## Directions
Copy each line that contains the string "slots", taking them from the material.

◆ ◆ ◆

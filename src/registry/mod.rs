//! Iteration-safe observer storage.
//!
//! ## Contents
//! - [`ObserverRegistry`] ordered slots with tombstoning and deferred compaction
//! - [`Iter`] rewindable iterator that pins the registry's iteration depth
//!
//! ```text
//! slots:  [ A ][ B ][ C ]           depth = 0
//! iter() ──────────────────────────► depth = 1, end marker = 3
//! remove(B) while iterating:
//! slots:  [ A ][ ✝ ][ C ]           tombstone, indices stay valid
//! iterator exhausted / dropped ────► depth = 0 → compact
//! slots:  [ A ][ C ]
//! ```

mod list;

pub use list::{Iter, ObserverRegistry};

◆ ◆ ◆

## Solution below
//! - [`ObserverRegistry`] ordered slots with tombstoning and deferred compaction
//! slots:  [ A ][ B ][ C ]           depth = 0
//! slots:  [ A ][ ✝ ][ C ]           tombstone, indices stay valid
//! slots:  [ A ][ C ]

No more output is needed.